Joséphine de Beauharnais kaufte das Herrenhaus im April 1797 für sich und ihren Ehemann, General Napoléon Bonaparte. Der zukünftige Napoléon I. von Frankreich war zu dieser Zeit im Feldzug gegen Ägypten unterwegs. Malmaison war ein heruntergekommenes Landgut, sieben Meilen (12 km) westlich des Zentrums von Paris, das fast 150 Morgen (0,61 km2) Wald und Wiesen umfasste.
Als er aus Ägypten zurückkam, war Bonaparte wütend auf Joséphine, weil er ein so teures Haus gekauft hatte. Sie hatte erwartet, dass er viel Geld aus dem Ägyptenfeldzug mitbringen würde. Sie hatte weit über 300.000 Francs für das Haus bezahlt, und es musste umfassend renoviert werden. Sie gab viel Geld aus, um es zu reparieren. Malmaison würde den Bonapartes großes Glück bringen. Hortense, die Tochter von Joséphine, würde es "ein köstliches Fleckchen Erde" nennen.
Joséphine arbeitete hart daran, das große Anwesen in "den schönsten und kuriosesten Garten Europas" zu verwandeln. Sie wollte, dass er ein Modell für gute Kultivierung wird". Sie suchte seltene und exotische Pflanzen und Tiere, um die Gärten aufzuwerten. Joséphine schrieb: "Ich wünsche mir, dass Malmaison bald zur Quelle des Reichtums für alle [in Frankreich] wird"...
Im Jahr 1800 baute Joséphine eine beheizte Orangerie, die groß genug für 300 Ananaspflanzen war. Fünf Jahre später gab sie den Bau eines Gewächshauses in Auftrag. Es wurde mit einem Dutzend Kohleöfen beheizt. Von 1803 bis zu ihrem Tod 1814 kultivierte sie zum ersten Mal in Frankreich fast 200 neue Pflanzen.
Das Anwesen wurde durch seinen Rosengarten berühmt. Kaiserin Joséphine ließ ihre Rosen (und Lilien) von dem belgischen Künstler Pierre-Joseph Redouté (1759-1840) aufnehmen. Drucke dieser Werke verkaufen sich auch heute noch recht gut. Sie schuf eine umfangreiche Rosensammlung. Sie sammelte Pflanzen aus ihrer Heimat Martinique und von anderen Orten auf der ganzen Welt. Sie züchtete etwa 250 Rosensorten. Aus dem Vorwort zum Jardin de la Malmaison (1803):
Sie haben die seltensten Pflanzen, die auf französischem Boden wachsen, um sich versammelt, ....während wir sie in den wunderschönen Gärten von Malmaison begutachten, eine eindrucksvolle Erinnerung an die Eroberungen Ihres berühmten Mannes...
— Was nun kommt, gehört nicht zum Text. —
// mod.rs - Series export module

use std::fs::{create_dir_all, File};
use std::io::{BufWriter, Write};
use std::path::Path;

use chrono;
use serde::Serialize;

use crate::data::AlphaSeries;

/// Ensure parent directory exists before creating file
fn ensure_parent_dir(file_path: &str) -> Result<(), String> {
    if let Some(parent) = Path::new(file_path).parent() {
        create_dir_all(parent)
            .map_err(|e| format!("Failed to create parent directory '{}': {}", parent.display(), e))?;
    }
    Ok(())
}

/// Write an alpha diversity series in TSV format
pub fn write_tsv(
    file_path: &str,
    series: &AlphaSeries,
    command_line: &str,
) -> Result<(), String> {
    ensure_parent_dir(file_path)?;
    let file = File::create(file_path)
        .map_err(|e| format!("Failed to create output file '{}': {}", file_path, e))?;
    let mut writer = BufWriter::new(file);

    // Write command header
    writeln!(writer, "# Command: {}", command_line).map_err(|e| format!("Write error: {}", e))?;
    writeln!(writer, "# Generated: {}", chrono::Utc::now().format("%Y-%m-%d %H:%M:%S UTC")).map_err(|e| format!("Write error: {}", e))?;
    writeln!(writer, "# alphadiv v{}", env!("CARGO_PKG_VERSION")).map_err(|e| format!("Write error: {}", e))?;

    // Write header
    writeln!(writer, "Sample\t{}", series.name()).map_err(|e| format!("Write error: {}", e))?;

    // Write one row per sample, index order preserved
    for (sample_id, value) in series.iter() {
        writeln!(writer, "{}\t{}", sample_id, value).map_err(|e| format!("Write error: {}", e))?;
    }

    writer.flush().map_err(|e| format!("Flush error: {}", e))?;
    println!("✅ Alpha diversity series written to: {}", file_path);
    Ok(())
}

/// Write an alpha diversity series in CSV format
pub fn write_csv(
    file_path: &str,
    series: &AlphaSeries,
    command_line: &str,
) -> Result<(), String> {
    ensure_parent_dir(file_path)?;
    let file = File::create(file_path)
        .map_err(|e| format!("Failed to create output file '{}': {}", file_path, e))?;
    let mut writer = BufWriter::new(file);

    // Write command header
    writeln!(writer, "# Command: {}", command_line).map_err(|e| format!("Write error: {}", e))?;
    writeln!(writer, "# Generated: {}", chrono::Utc::now().format("%Y-%m-%d %H:%M:%S UTC")).map_err(|e| format!("Write error: {}", e))?;
    writeln!(writer, "# alphadiv v{}", env!("CARGO_PKG_VERSION")).map_err(|e| format!("Write error: {}", e))?;

    // Write header
    writeln!(writer, "Sample,{}", series.name()).map_err(|e| format!("Write error: {}", e))?;

    // Write one row per sample, index order preserved
    for (sample_id, value) in series.iter() {
        writeln!(writer, "{},{}", sample_id, value).map_err(|e| format!("Write error: {}", e))?;
    }

    writer.flush().map_err(|e| format!("Flush error: {}", e))?;
    println!("✅ Alpha diversity series written to: {}", file_path);
    Ok(())
}

/// JSON export document wrapping the series with provenance
#[derive(Debug, Serialize)]
struct JsonExport<'a> {
    command: &'a str,
    generated: String,
    version: &'static str,
    series: &'a AlphaSeries,
}

/// Write an alpha diversity series as a JSON document
pub fn write_json(
    file_path: &str,
    series: &AlphaSeries,
    command_line: &str,
) -> Result<(), String> {
    ensure_parent_dir(file_path)?;

    let export = JsonExport {
        command: command_line,
        generated: chrono::Utc::now().format("%Y-%m-%d %H:%M:%S UTC").to_string(),
        version: env!("CARGO_PKG_VERSION"),
        series,
    };
    let content = serde_json::to_string_pretty(&export)
        .map_err(|e| format!("Failed to serialize series: {}", e))?;

    std::fs::write(file_path, content)
        .map_err(|e| format!("Failed to create output file '{}': {}", file_path, e))?;

    println!("✅ Alpha diversity series written to: {} (JSON format)", file_path);
    Ok(())
}

/// Write an alpha diversity series in the specified format
pub fn write_series(
    file_path: &str,
    format: &str,
    series: &AlphaSeries,
    command_line: &str,
) -> Result<(), String> {
    match format.to_lowercase().as_str() {
        "tsv" => write_tsv(file_path, series, command_line),
        "csv" => write_csv(file_path, series, command_line),
        "json" => write_json(file_path, series, command_line),
        _ => Err(format!("Unsupported output format: {}. Use: tsv, csv, json", format)),
    }
}

#[cfg(test)]
mod tests {
    use super::*;

    #[test]
    fn test_unsupported_format() {
        let series = AlphaSeries::new("shannon", vec!["S1".to_string()], vec![1.0]).unwrap();
        let err = write_series("out.txt", "xml", &series, "test").unwrap_err();
        assert!(err.contains("Unsupported output format: xml"));
    }

    #[test]
    fn test_tsv_round_trip_through_disk() {
        let series = AlphaSeries::new(
            "observed_otus",
            vec!["S1".to_string(), "S2".to_string()],
            vec![3.0, 1.0],
        )
        .unwrap();

        let path = std::env::temp_dir().join("alphadiv_test_series.tsv");
        let path_str = path.to_str().unwrap();
        write_series(path_str, "tsv", &series, "unit test").unwrap();

        let content = std::fs::read_to_string(&path).unwrap();
        assert!(content.contains("Sample\tobserved_otus"));
        assert!(content.contains("S1\t3"));
        assert!(content.contains("S2\t1"));
        std::fs::remove_file(&path).ok();
    }
}
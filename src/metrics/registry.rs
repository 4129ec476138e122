// registry.rs - Engine registry for phylogenetic metrics

use super::catalog::PhylogeneticMetric;
use super::traits::PhylogeneticDiversity;

/// Registry mapping each phylogenetic metric to its engine.
///
/// One field per metric: the registry cannot be constructed without an
/// engine for every catalog entry, and `engine_for` resolves through an
/// exhaustive match, so catalog and registry cannot drift apart.
pub struct PhylogeneticRegistry {
    faith_pd: Box<dyn PhylogeneticDiversity>,
}

impl PhylogeneticRegistry {
    pub fn new(faith_pd: Box<dyn PhylogeneticDiversity>) -> Self {
        Self { faith_pd }
    }

    /// Get the engine registered for a metric
    pub fn engine_for(&self, metric: PhylogeneticMetric) -> &dyn PhylogeneticDiversity {
        match metric {
            PhylogeneticMetric::FaithPd => self.faith_pd.as_ref(),
        }
    }

    /// Check if a metric name resolves to a registered engine
    pub fn has_engine(&self, name: &str) -> bool {
        name.parse::<PhylogeneticMetric>().is_ok()
    }

    /// List all registered engines as (metric name, engine name) pairs
    pub fn list_engines(&self) -> Vec<(&'static str, &'static str)> {
        PhylogeneticMetric::ALL
            .iter()
            .map(|m| (m.as_str(), self.engine_for(*m).name()))
            .collect()
    }

    /// Get all metric names this registry serves
    pub fn metric_names(&self) -> Vec<&'static str> {
        PhylogeneticMetric::ALL.iter().map(|m| m.as_str()).collect()
    }
}
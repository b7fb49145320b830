//! Usage-accounting node: fold the final answer's token counts into the session totals.

use async_trait::async_trait;
use tracing::{debug, info, warn};

use crate::error::AgentError;
use crate::graph::{Next, Node};
use crate::message::Message;
use crate::state::{RecordOutcome, TurnState, UsageLevel};

use super::NODE_USAGE;

const BAR_WIDTH: usize = 40;

/// Renders `percent` as `[████----...] 42.0% (LOW)`, 40 cells wide.
pub fn progress_bar(percent: f64) -> String {
    let filled = ((percent / 100.0) * BAR_WIDTH as f64).clamp(0.0, BAR_WIDTH as f64) as usize;
    let label = if percent < 50.0 {
        "LOW"
    } else if percent < 80.0 {
        "MEDIUM"
    } else {
        "HIGH"
    };
    format!(
        "[{}{}] {:.1}% ({})",
        "█".repeat(filled),
        "-".repeat(BAR_WIDTH - filled),
        percent,
        label
    )
}

/// Text of the system message appended when `level` is crossed for the first time.
pub fn usage_warning(level: UsageLevel, percent: f64, remaining: u64) -> String {
    match level {
        UsageLevel::Critical => format!(
            "CRITICAL: Context nearly full ({:.1}%, {} tokens remaining). Consider starting a new conversation.",
            percent, remaining
        ),
        UsageLevel::High => format!(
            "WARNING: Context usage is high ({:.1}%, {} tokens remaining).",
            percent, remaining
        ),
        UsageLevel::Moderate => format!(
            "Context usage is moderate ({:.1}%, {} tokens remaining).",
            percent, remaining
        ),
    }
}

/// Accounting stage.
///
/// **Interaction**: Implements `Node<TurnState>`. Reads the usage of the newest assistant
/// message, records it in `TurnState::usage` (once per message id) and appends a system
/// warning for each threshold crossed for the first time. Missing usage is skipped; this
/// node never fails.
pub struct UsageNode {
    context_limit: u64,
    warning_threshold: f64,
}

impl UsageNode {
    pub fn new(context_limit: u64, warning_threshold: f64) -> Self {
        Self {
            context_limit,
            warning_threshold,
        }
    }
}

#[async_trait]
impl Node<TurnState> for UsageNode {
    fn id(&self) -> &str {
        NODE_USAGE
    }

    async fn run(&self, mut state: TurnState) -> Result<(TurnState, Next), AgentError> {
        state.usage.context_limit = self.context_limit;
        state.usage.warning_threshold = self.warning_threshold;

        let Some((id, usage)) = state
            .last_assistant()
            .and_then(|a| a.usage.map(|u| (a.id.clone(), u)))
            .filter(|(_, u)| !u.is_empty())
        else {
            debug!("no usage metadata on final answer, skipping accounting");
            return Ok((state, Next::Continue));
        };

        let newly_crossed = match state.usage.record(&id, usage) {
            RecordOutcome::AlreadyCounted => {
                debug!(message_id = %id, "usage already counted");
                return Ok((state, Next::Continue));
            }
            RecordOutcome::Counted { newly_crossed } => newly_crossed,
        };

        let counters = &state.usage;
        let percent = counters.percent();
        let remaining = counters.remaining();
        info!(
            prompt = usage.prompt_tokens,
            completion = usage.completion_tokens,
            cumulative = counters.total_tokens,
            percent = %format_args!("{:.1}", percent),
            remaining,
            "token usage"
        );
        if percent >= counters.warning_threshold {
            warn!(bar = %progress_bar(percent), "context usage above warning threshold");
        } else {
            debug!(bar = %progress_bar(percent), "context usage");
        }

        for level in newly_crossed {
            state
                .messages
                .push(Message::system(usage_warning(level, percent, remaining)));
        }
        Ok((state, Next::Continue))
    }
}

#[cfg(test)]
mod tests {
    use super::*;
    use crate::message::{AssistantMessage, Usage};
    use crate::state::UsageCounters;

    fn answered(usage: Option<Usage>) -> TurnState {
        let mut s = TurnState::new("sys", UsageCounters::default());
        s.begin_turn("q");
        s.messages
            .push(Message::Assistant(AssistantMessage::new("a", vec![], usage)));
        s
    }

    /// **Scenario**: progress_bar fills proportionally, clamps and labels by band.
    #[test]
    fn progress_bar_bands() {
        let low = progress_bar(25.0);
        assert_eq!(low.matches('█').count(), 10);
        assert!(low.ends_with("25.0% (LOW)"), "{}", low);
        assert!(progress_bar(60.0).ends_with("(MEDIUM)"));
        let over = progress_bar(130.0);
        assert_eq!(over.matches('█').count(), 40);
        assert!(over.ends_with("130.0% (HIGH)"));
        assert_eq!(progress_bar(0.0).matches('-').count(), 40);
    }

    /// **Scenario**: Warning texts per level.
    #[test]
    fn usage_warning_texts() {
        assert_eq!(
            usage_warning(UsageLevel::Moderate, 61.0, 500),
            "Context usage is moderate (61.0%, 500 tokens remaining)."
        );
        assert!(usage_warning(UsageLevel::High, 80.0, 10).starts_with("WARNING:"));
        assert!(usage_warning(UsageLevel::Critical, 99.0, 1).starts_with("CRITICAL:"));
    }

    /// **Scenario**: Usage is added to the totals; limits come from the node.
    #[tokio::test]
    async fn records_usage() {
        let node = UsageNode::new(1000, 80.0);
        let (out, next) = node.run(answered(Some(Usage::new(100, 20)))).await.unwrap();
        assert_eq!(next, Next::Continue);
        assert_eq!(out.usage.total_tokens, 120);
        assert_eq!(out.usage.context_limit, 1000);
        assert_eq!(out.messages.len(), 3);
    }

    /// **Scenario**: Missing or zero usage is skipped without error.
    #[tokio::test]
    async fn missing_usage_skipped() {
        let node = UsageNode::new(1000, 80.0);
        let (out, _) = node.run(answered(None)).await.unwrap();
        assert_eq!(out.usage.total_tokens, 0);
        let (out, _) = node.run(answered(Some(Usage::default()))).await.unwrap();
        assert_eq!(out.usage.total_tokens, 0);
        assert!(out.usage.last_accounted.is_none());
    }

    /// **Scenario**: Running twice on the same answer counts it once.
    #[tokio::test]
    async fn idempotent_per_answer() {
        let node = UsageNode::new(1000, 80.0);
        let (once, _) = node.run(answered(Some(Usage::new(400, 300)))).await.unwrap();
        let (twice, _) = node.run(once.clone()).await.unwrap();
        assert_eq!(twice, once);
    }

    /// **Scenario**: Crossing 60% appends one moderate warning as a system message.
    #[tokio::test]
    async fn crossing_threshold_appends_warning() {
        let node = UsageNode::new(1000, 80.0);
        let (out, _) = node.run(answered(Some(Usage::new(500, 150)))).await.unwrap();
        match out.messages.last() {
            Some(Message::System(text)) => {
                assert_eq!(text, "Context usage is moderate (65.0%, 350 tokens remaining).")
            }
            other => panic!("expected warning, got {:?}", other),
        }
        assert_eq!(out.usage.highest_warned, Some(UsageLevel::Moderate));
    }

    /// **Scenario**: Jumping from 0% to 85% appends the moderate and the high warning, in
    /// that order.
    #[tokio::test]
    async fn jump_appends_each_crossed_warning() {
        let node = UsageNode::new(1000, 80.0);
        let (out, _) = node.run(answered(Some(Usage::new(800, 50)))).await.unwrap();
        let notes: Vec<&str> = out
            .messages
            .iter()
            .skip(1)
            .filter_map(|m| match m {
                Message::System(text) => Some(text.as_str()),
                _ => None,
            })
            .collect();
        assert_eq!(
            notes,
            vec![
                "Context usage is moderate (85.0%, 150 tokens remaining).",
                "WARNING: Context usage is high (85.0%, 150 tokens remaining).",
            ]
        );
        assert_eq!(out.usage.highest_warned, Some(UsageLevel::High));
    }
}
//! Compiled state graph: immutable, supports invoke only.
//!
//! Built by `StateGraph::compile` or `compile_with_checkpointer`. Holds nodes, the entry
//! node, one outgoing edge per node and an optional checkpointer. When a checkpointer is
//! set and config.thread_id is provided, the final state is saved after a successful invoke.

use std::collections::{HashMap, HashSet};
use std::sync::Arc;

use tracing::debug;

use crate::error::AgentError;
use crate::memory::{Checkpoint, CheckpointSource, Checkpointer, RunnableConfig};

use super::node_middleware::NodeMiddleware;
use super::state_graph::{RouteFn, END};
use super::{Next, Node};

/// Outgoing edge of a node.
pub(super) enum Edge<S> {
    Fixed(String),
    Conditional {
        route: RouteFn<S>,
        targets: HashSet<String>,
    },
}

impl<S> Clone for Edge<S> {
    fn clone(&self) -> Self {
        match self {
            Edge::Fixed(to) => Edge::Fixed(to.clone()),
            Edge::Conditional { route, targets } => Edge::Conditional {
                route: Arc::clone(route),
                targets: targets.clone(),
            },
        }
    }
}

/// Compiled graph: immutable structure, supports invoke only.
///
/// Runs from the entry node; after each node uses the returned `Next` and the node's edge to
/// choose the next node. A run that fails leaves the checkpointer untouched.
#[derive(Clone)]
pub struct CompiledStateGraph<S> {
    pub(super) nodes: HashMap<String, Arc<dyn Node<S>>>,
    pub(super) entry: String,
    pub(super) edges: HashMap<String, Edge<S>>,
    pub(super) checkpointer: Option<Arc<dyn Checkpointer<S>>>,
    pub(super) middleware: Option<Arc<dyn NodeMiddleware<S>>>,
    pub(super) recursion_limit: usize,
}

impl<S> CompiledStateGraph<S>
where
    S: Clone + Send + Sync + 'static,
{
    /// Resolves the node after `current_id` for `Next::Continue`. Returns `None` for END.
    fn follow_edge(&self, current_id: &str, state: &S) -> Result<Option<String>, AgentError> {
        let edge = self.edges.get(current_id).ok_or_else(|| {
            AgentError::ExecutionFailed(format!("node {} has no outgoing edge", current_id))
        })?;
        let to = match edge {
            Edge::Fixed(to) => to.clone(),
            Edge::Conditional { route, targets } => {
                let to = route(state);
                if !targets.contains(&to) {
                    return Err(AgentError::ExecutionFailed(format!(
                        "route from {} returned undeclared target {}",
                        current_id, to
                    )));
                }
                to
            }
        };
        Ok(if to == END { None } else { Some(to) })
    }

    async fn run_node(&self, node_id: &str, state: S) -> Result<(S, Next), AgentError> {
        let node = self
            .nodes
            .get(node_id)
            .cloned()
            .ok_or_else(|| AgentError::ExecutionFailed(format!("node not found: {}", node_id)))?;
        match &self.middleware {
            Some(middleware) => {
                middleware
                    .around_run(
                        node_id,
                        state,
                        Box::new(move |s| Box::pin(async move { node.run(s).await })),
                    )
                    .await
            }
            None => node.run(state).await,
        }
    }

    /// Runs the graph with the given state, starting at the entry node.
    ///
    /// - `Next::Continue`: follow the node's edge; a conditional edge evaluates its route.
    /// - `Next::Node(id)`: run the node with that id next.
    /// - `Next::End`: stop.
    ///
    /// Fails with `RecursionLimit` when more node steps than the limit are needed. When
    /// `config` has `thread_id` and the graph was compiled with a checkpointer, the final
    /// state is saved; a failed save is returned as `AgentError::Checkpoint`.
    pub async fn invoke(&self, state: S, config: Option<RunnableConfig>) -> Result<S, AgentError> {
        let mut state = state;
        let mut current = Some(self.entry.clone());
        let mut steps: usize = 0;

        while let Some(node_id) = current {
            if steps >= self.recursion_limit {
                return Err(AgentError::RecursionLimit(self.recursion_limit));
            }
            steps += 1;

            let (new_state, next) = self.run_node(&node_id, state).await?;
            state = new_state;

            current = match next {
                Next::End => None,
                Next::Node(id) => Some(id),
                Next::Continue => self.follow_edge(&node_id, &state)?,
            };
            debug!(node_id = %node_id, next = ?current, "graph step");
        }

        if let (Some(cp), Some(cfg)) = (&self.checkpointer, &config) {
            if cfg.thread_id.is_some() {
                let checkpoint =
                    Checkpoint::from_state(state.clone(), CheckpointSource::Update, steps as u64);
                cp.put(cfg, &checkpoint)
                    .await
                    .map_err(|e| AgentError::Checkpoint(e.to_string()))?;
            }
        }
        Ok(state)
    }

    /// Returns the checkpointer the graph was compiled with.
    pub fn checkpointer(&self) -> Option<&Arc<dyn Checkpointer<S>>> {
        self.checkpointer.as_ref()
    }
}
Vögel und Tiere aller Art begannen ihren Garten zu füllen. Sie durften sich frei auf dem Gelände bewegen. Auf dem Höhepunkt ihrer Tage in Malmaison hatte Joséphine die Gesellschaft von Kängurus, Emus, schwarzen Schwänen, Zebras, Schafen, Gazellen, Straußen, Gämsen, einem Seehund, Antilopen und Lamas, um nur einige zu nennen. Einige stammten von der Baudin-Expedition.
Nach ihrer Scheidung von Napoléon erhielt Joséphine Malmaison für sich allein, zusammen mit einer Rente von 5 Millionen Francs pro Jahr, und blieb dort bis zu ihrem Tod 1814. Nach seiner Niederlage in der Schlacht von Waterloo 1815 kehrte Napoléon in das Haus zurück, bevor er auf die Insel Sankt Helena ins Exil ging.
Im Jahr 1842 wurde Malmaison von Maria Christina, der Witwe von König Ferdinand VII. von Spanien, gekauft; sie lebte dort mit ihrem zweiten Ehemann Agustín Fernando Muñoz, dem ersten Herzog von Riánsares. Herzog von Riánsares. 1861 verkaufte Maria Christina den Besitz an Napoleon III.
Malmaison wurde zu Beginn des 20. Jahrhunderts von dem berühmten französischen Architekten Pierre Humbert restauriert.